Leeds Vision Consortium chats to Adult Social Care

Lesley Sharp

Lesley Sharp

Leeds City Council awarded a contract to Action for Blind People and the Wilberforce Trust who teamed up as the Leeds Vision Consortium (LVC) in 2011. Lesley Sharp shares the work they do there.

As you know Lesley, it’s Action for Stroke Month. What experience have you had in supporting people who have problems to their vision after a stroke?
When you suddenly have problems to your vision, it can be an incredibly daunting and scary experience. For anyone who has had a stroke, because it is so sudden, we understand just how scary that can be as we’ve worked with stroke victims with sight loss. We know that literally one minute you’re ok, the next you’re not. But we can help and guide you through the options available to you, to help make your life better and help you to remain independent.

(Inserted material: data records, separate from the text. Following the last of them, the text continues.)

//! Per-base-URL schema cache.

use std::collections::HashMap;
use std::sync::{Arc, OnceLock, PoisonError, RwLock};

use crate::loader::SchemaSource;
use crate::schema::Schema;

type Entry = Option<Arc<Schema>>;

/// Cache of loaded schemas keyed by base URL.
///
/// A `None` entry records that loading was attempted and produced nothing,
/// so failed loads are not retried until the entry is cleared.
///
/// The lock is never held while a source loads: concurrent misses for the
/// same base URL may each call the source, and the last write wins.
#[derive(Debug, Default)]
pub struct SchemaRegistry {
    cache: RwLock<HashMap<String, Entry>>,
}

impl SchemaRegistry {
    pub fn new() -> Self {
        Self::default()
    }

    /// The process-wide registry shared by clients that are not given one.
    pub fn global() -> Arc<SchemaRegistry> {
        static GLOBAL: OnceLock<Arc<SchemaRegistry>> = OnceLock::new();
        Arc::clone(GLOBAL.get_or_init(|| Arc::new(SchemaRegistry::new())))
    }

    /// Return the cached schema for `base_url`, loading it on first access.
    pub fn get_schema(&self, base_url: &str, source: &dyn SchemaSource) -> Option<Arc<Schema>> {
        if let Some(entry) = self.cached(base_url) {
            tracing::debug!(base_url, hit = entry.is_some(), "schema cache hit");
            return entry;
        }

        tracing::debug!(base_url, "schema cache miss");
        let entry = source.load_schema().map(Arc::new);
        self.cache
            .write()
            .unwrap_or_else(PoisonError::into_inner)
            .insert(base_url.to_string(), entry.clone());
        entry
    }

    fn cached(&self, base_url: &str) -> Option<Entry> {
        self.cache
            .read()
            .unwrap_or_else(PoisonError::into_inner)
            .get(base_url)
            .cloned()
    }

    /// Whether an entry (possibly empty) exists for `base_url`.
    pub fn is_cached(&self, base_url: &str) -> bool {
        self.cached(base_url).is_some()
    }

    /// Evict one entry, or every entry when `base_url` is `None`.
    pub fn clear_cache(&self, base_url: Option<&str>) {
        let mut cache = self.cache.write().unwrap_or_else(PoisonError::into_inner);
        match base_url {
            Some(url) => {
                cache.remove(url);
            }
            None => cache.clear(),
        }
    }

    pub fn len(&self) -> usize {
        self.cache
            .read()
            .unwrap_or_else(PoisonError::into_inner)
            .len()
    }

    pub fn is_empty(&self) -> bool {
        self.len() == 0
    }
}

What sort of options can you help with?
We have a team of ‘Independent living coordinators’ who could help an individual regain their independence by providing information advice and guidance with day-to-day living needs, welfare rights, housing issues and managing personal budgets. As an individual’s situation changes, and in the case of someone who has suffered a stroke, very quickly, this is where we can step in to guide them through the support that’s on offer far more quickly than if they tried to do this on their own.

Another example of sight loss related to a stroke is when someone has ‘visual field loss’ – the most common problem we come across which makes everyday tasks like reading really, really difficult. This is where you can only see from the right half or the left half of each eye; having only a quarter of sight; loss of the entire upper or lower field of vision or patches missing in the field of vision. For this and other newly diagnosed conditions, we have eye clinic liaison officers (ECLO) who work in conjunction with opticians, doctors and hospitals, health services, social care services and other voluntary organisations to make sure the right support is given. It’s immediate too and not just limited to people with visual field loss. The whole process is made so much simpler – we know what’s available, we know what the options are and we know where to go and how to get what’s needed.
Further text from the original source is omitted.